Glowing algae off Mumbai’s shores could be due to climate change

[India] After a year’s research, a team of Indian and American scientists has found that ‘glow-in-the-dark’ algae in the waters off Mumbai’s shores could be born of global warming, and may not be the product of pollution from Indian cities, as was thought earlier.

Noctiluca is a parasite and a type of bioluminescent algae. It is often found in the northern Arabian Sea, and has been nicknamed ‘sea tinkle’ and ‘sea sparkle’ thanks to its ability to glow by emitting bluish light at night. When these algae gather, the patch of water appears to glow blue. However, these patches compete with fish for diatoms, an important kind of planktonic organisms.

Noctiluca also excretes ammonia into the water. Excess ammonia accumulates in the fish and alters their metabolism or changes their body’s acidity. In extreme quantities, fish may experience convulsions, coma and death.

Algae can paralyse fish, clog their gills and absorb enough oxygen to suffocate them. Whales, turtles, dolphins and manatees have died poisoned by algal toxins in the Atlantic and Pacific.

Although no link has been elucidated between low oxygen levels in the water and the growth of these algae, global warming has also been slowing the upward transport of nutrients like silicates from the ocean floor. While this is bad news for diatoms, it’s good for Noctiluca patches.

Diatoms growing in surface water need both sunlight and silicates to build their skeletons. When there is a shortage of these compounds, diatoms’ numbers dwindle. On the other hand, Noctiluca remains unaffected by these changes and will also prey on the remaining diatoms.

Additionally, warmer waters don’t mix well, and allow smaller organisms like algae to float faster to the surface. These conditions allow Noctiluca to survive better and, at the surface, absorb sunlight and warm the water further.

S.C. Shenoi, director of the Indian National Centre for Ocean Information Services (INCOIS), an ocean sciences research institute in Hyderabad, told Livemint, “Less dense water comes to the surface because of the warming of oceans, encouraging these intense blooms, which has an adverse impact on fisheries.

“Currently, the western coast, Persian Gulf, and Oman are largely affected, but if it keeps on increasing, it will have drastic effects on fisheries along the Indian coast.”

The study’s authors echoed this, noting in their that “the waters in the study area were observed to have sufficient oxygen, clearly opposing any linkage between low oxygen and Noctiluca growth. Intensifying global-warming conditions, thus, may be expected to disrupt the fish-food chain and cause a decline of fisheries in the region.”

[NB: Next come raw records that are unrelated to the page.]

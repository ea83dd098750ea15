//! Conversion from GTFS-realtime messages to domain types.
//!
//! The feed interleaves trip updates and vehicle positions as separate
//! entities. A trip counts as underway when the same snapshot carries a
//! vehicle position for its trip id. Malformed entities are skipped with a
//! warning rather than failing the whole snapshot.

use std::collections::HashSet;

use chrono::{DateTime, Utc};
use gtfs_realtime::FeedMessage;
use gtfs_realtime::trip_update::{StopTimeEvent, StopTimeUpdate};
use prost::Message;
use tracing::warn;

use crate::domain::{StopEstimate, StopId, Trip, TripSet};

use super::error::FeedError;

/// Decode a protobuf-encoded feed snapshot.
pub fn decode_feed(bytes: &[u8]) -> Result<FeedMessage, FeedError> {
    FeedMessage::decode(bytes).map_err(|e| FeedError::Decode {
        message: e.to_string(),
    })
}

/// Convert a feed snapshot to the trips relevant to `targets`.
pub fn convert_feed(feed: &FeedMessage, targets: &[StopId]) -> TripSet {
    let live = feed.entity.iter().filter(|e| !e.is_deleted.unwrap_or(false));

    let moving: HashSet<&str> = live
        .clone()
        .filter_map(|e| e.vehicle.as_ref()?.trip.as_ref()?.trip_id.as_deref())
        .collect();

    let trips = live.filter_map(|entity| {
        let update = entity.trip_update.as_ref()?;

        let Some(trip_id) = update.trip.trip_id.as_deref() else {
            warn!(entity = %entity.id, "skipping trip update with no trip id");
            return None;
        };

        let Some(route_id) = update.trip.route_id.as_deref() else {
            warn!(trip_id, "skipping trip update with no route id");
            return None;
        };

        Some(Trip {
            trip_id: trip_id.to_string(),
            route_id: route_id.to_string(),
            underway: moving.contains(trip_id),
            stops: update
                .stop_time_update
                .iter()
                .filter_map(|stu| convert_stop_time(trip_id, stu))
                .collect(),
        })
    });

    TripSet::relevant_to(trips, targets, feed_timestamp(feed))
}

/// Timestamp the producer stamped on the snapshot, if any.
pub fn feed_timestamp(feed: &FeedMessage) -> Option<DateTime<Utc>> {
    feed.header
        .timestamp
        .and_then(|t| i64::try_from(t).ok())
        .and_then(|t| DateTime::from_timestamp(t, 0))
}

fn convert_stop_time(trip_id: &str, stu: &StopTimeUpdate) -> Option<StopEstimate> {
    let raw = stu.stop_id.as_deref().unwrap_or_default();
    let stop_id = match StopId::parse(raw) {
        Ok(stop_id) => stop_id,
        Err(e) => {
            warn!(trip_id, stop_id = raw, "skipping stop time update: {e}");
            return None;
        }
    };

    // Origin terminals only carry a departure time.
    let arrival = event_time(stu.arrival.as_ref()).or_else(|| event_time(stu.departure.as_ref()));

    Some(StopEstimate { stop_id, arrival })
}

fn event_time(event: Option<&StopTimeEvent>) -> Option<DateTime<Utc>> {
    event?.time.and_then(|t| DateTime::from_timestamp(t, 0))
}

According to Times of India, INCOIS – which deals with changes in the ocean, monsoons, fisheries and tsunamis – has been conducting conducting studies about fish mortality in the Arabian sea.

INCOIS is currently setting up a marine observation system called MOSAIC. It is a network of automated buoys to monitor the quality of water along India’s coast.

The algae’s glowing prowess is enabled by an enzyme, luciferase, and a molecule called luciferin, produced by photosynthesis. When algae are disturbed, a series of chemical processes inside their cells cause their pH levels to drop. This activates the luciferase, which binds to the luciferin and transfers energy through oxidation. When the luciferin releases the energy, it’s in the form of blue light.